But the problem is, that for some reason, debug python builds have sys.getsizeof(type) = 416 (instead of 400). That is not liked by this

DuncanMcBain commented 6 years ago

Ah, I see, that's unfortunate. I have to say, when debugging Python, I've never used the special debug libraries or anything like that, just running python as my GDB executable (it will then get the debug info for the shared libs that have it). I understand if you don't want to go further with this, but we've been unable to reproduce your issue so far :(

mirh commented 6 years ago

just running python as my GDB executable

In that case, the info I get doesn't seem particularly more than the one I posted from coredump in the OP.

EDIT: could it be type is larger because it has to hold some additional debug info?

DuncanMcBain commented 6 years ago

Really? Huh! Personally I've used this setup internally here when debugging some bad kernel failures and had no problems. That said, I was making a debug tensorflow wheel, installing that then running (and that wheel can be really really big). I don't remember making any other particularly strange modifications...

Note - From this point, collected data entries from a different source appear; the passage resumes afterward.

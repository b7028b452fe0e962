//! Inter-relay mesh maintenance.
//!
//! The relay periodically republishes its signed descriptor to the DHT under
//! `SHA-256(address)` with a 24-hour TTL, refreshes descriptors of known peer
//! relays, and keeps outbound connections up to the target fan-out.

use tokio::net::TcpStream;
use tokio::sync::mpsc;
use tracing::{debug, info, warn};
use zentalk_core::config::{DHT_ENTRY_TTL, DIAL_TIMEOUT, MESH_MAINTENANCE_INTERVAL, MESH_TARGET_PEERS};
use zentalk_core::{unix_now, Address, ClientType, RelayDescriptor};
use zentalk_wire::{
    read_frame, write_frame, Frame, FrameFlags, Handshake, HandshakeAck, MessageType, VERSION,
};

use crate::{RelayError, RelayNode, RegisteredPeer, Result};

impl RelayNode {
    /// Publish our signed descriptor to the DHT.
    pub async fn publish_descriptor(&self) -> Result<()> {
        let Some(dht) = self.inner.dht.as_ref() else {
            return Ok(());
        };
        let descriptor = self.descriptor()?;
        let value = descriptor
            .to_json()
            .map_err(|e| RelayError::Crypto(e.to_string()))?;
        let acks = dht
            .store(descriptor.dht_key(), value, DHT_ENTRY_TTL)
            .await?;
        debug!(replicas = acks, "descriptor published");
        Ok(())
    }

    /// Fetch a peer relay's descriptor from the DHT.
    pub async fn fetch_descriptor(&self, address: Address) -> Result<RelayDescriptor> {
        let dht = self
            .inner
            .dht
            .as_ref()
            .ok_or_else(|| RelayError::Crypto("no dht configured".to_string()))?;
        let value = dht.lookup(address.dht_key()).await?;
        RelayDescriptor::from_json(&value).map_err(|e| RelayError::Crypto(e.to_string()))
    }

    /// Dial a peer relay and run its connection until it drops.
    ///
    /// The outbound side sends the handshake and expects the ack; after that
    /// the connection behaves exactly like an inbound relay peer.
    pub async fn connect_relay(&self, endpoint: &str) -> Result<Address> {
        let stream = tokio::time::timeout(DIAL_TIMEOUT, TcpStream::connect(endpoint))
            .await
            .map_err(|_| RelayError::Handshake("dial timeout".to_string()))??;
        let _ = stream.set_nodelay(true);
        let (mut rd, mut wr) = stream.into_split();

        let pem = self.public_key_pem()?.into_bytes();
        let handshake = Handshake {
            version: VERSION,
            address: self.inner.address,
            public_key: pem,
            client_type: ClientType::Relay,
            timestamp: unix_now(),
            signature: self
                .inner
                .signing
                .sign(self.inner.address.as_bytes())
                .to_vec(),
        };
        write_frame(
            &mut wr,
            &Frame::new(MessageType::Handshake, FrameFlags::empty(), handshake.encode()),
        )
        .await?;

        let frame = tokio::time::timeout(DIAL_TIMEOUT, read_frame(&mut rd))
            .await
            .map_err(|_| RelayError::Handshake("ack timeout".to_string()))??;
        if frame.header.msg_type != MessageType::HandshakeAck {
            return Err(RelayError::Handshake("expected handshake ack".to_string()));
        }
        let ack = HandshakeAck::decode(&frame.payload)?;

        let (tx, rx) = mpsc::channel::<Frame>(64);
        self.inner.peers.register(RegisteredPeer {
            address: ack.address,
            client_type: ClientType::Relay,
            outbox: tx,
        });
        info!(peer = %ack.address, %endpoint, "relay mesh peer connected");

        let node = self.clone();
        let peer_address = ack.address;
        tokio::spawn(async move {
            node.peer_loop(&peer_address, rd, wr, rx).await;
            node.inner.peers.remove(&peer_address);
            info!(peer = %peer_address, "relay mesh peer disconnected");
        });

        Ok(ack.address)
    }

    /// Spawn the periodic mesh maintenance task.
    ///
    /// `known_relays` are (address, endpoint) pairs to keep connections to;
    /// endpoints are refreshed from the DHT when descriptors resolve.
    pub fn start_mesh(&self, known_relays: Vec<(Address, String)>) {
        let node = self.clone();
        tokio::spawn(async move {
            let mut ticker = tokio::time::interval(MESH_MAINTENANCE_INTERVAL);
            loop {
                ticker.tick().await;
                node.mesh_round(&known_relays).await;
            }
        });
    }

    async fn mesh_round(&self, known_relays: &[(Address, String)]) {
        if let Err(e) = self.publish_descriptor().await {
            warn!(error = %e, "descriptor publication failed");
        }

        for (address, endpoint) in known_relays {
            if self.inner.peers.relay_peers().len() >= MESH_TARGET_PEERS {
                break;
            }
            if *address == self.inner.address || self.inner.peers.is_connected(address) {
                continue;
            }

            // Prefer the freshest endpoint the DHT knows about
            let endpoint = match self.fetch_descriptor(*address).await {
                Ok(descriptor) => descriptor.endpoint,
                Err(_) => endpoint.clone(),
            };

            if let Err(e) = self.connect_relay(&endpoint).await {
                debug!(peer = %address, error = %e, "mesh dial failed");
            }
        }
    }
}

mirh commented 6 years ago

Ok, I see. So I'll try to rebuild tf with normal python, but bazel build -c opt --config=sycl -c dbg --strip=never

EDIT: this may possibly change in \bazelbuild/bazel/issues/3039

DuncanMcBain commented 6 years ago

I think that should work! I was able to have a decent-ish debugging experience using that configuration :+1:

mirh commented 6 years ago

Ehrm... I have been trying to compile and recompile the thing for almost the whole last 3 days.. But for the love of me, there are just some kernels (e.g. argmax_op.cc and fused_batch_norm_op.cc) that makes everything go OOM.

Now, initially I thought that.. Well, it's me to be the problem: pretending to make suffice a 3GB laptop for this stuff. But after adding a shitton of swap file and campering in front of top, I noticed (in those cases) freaking compute++ first pretending 3GB is the new standard for a bit. Then after a short while we go all up 5-6gb... and boom we skyrocket all up to 10.

I guess like reporting this (if you manage to reproduce?) should go on the computecpp repo, but I'm just this much tired.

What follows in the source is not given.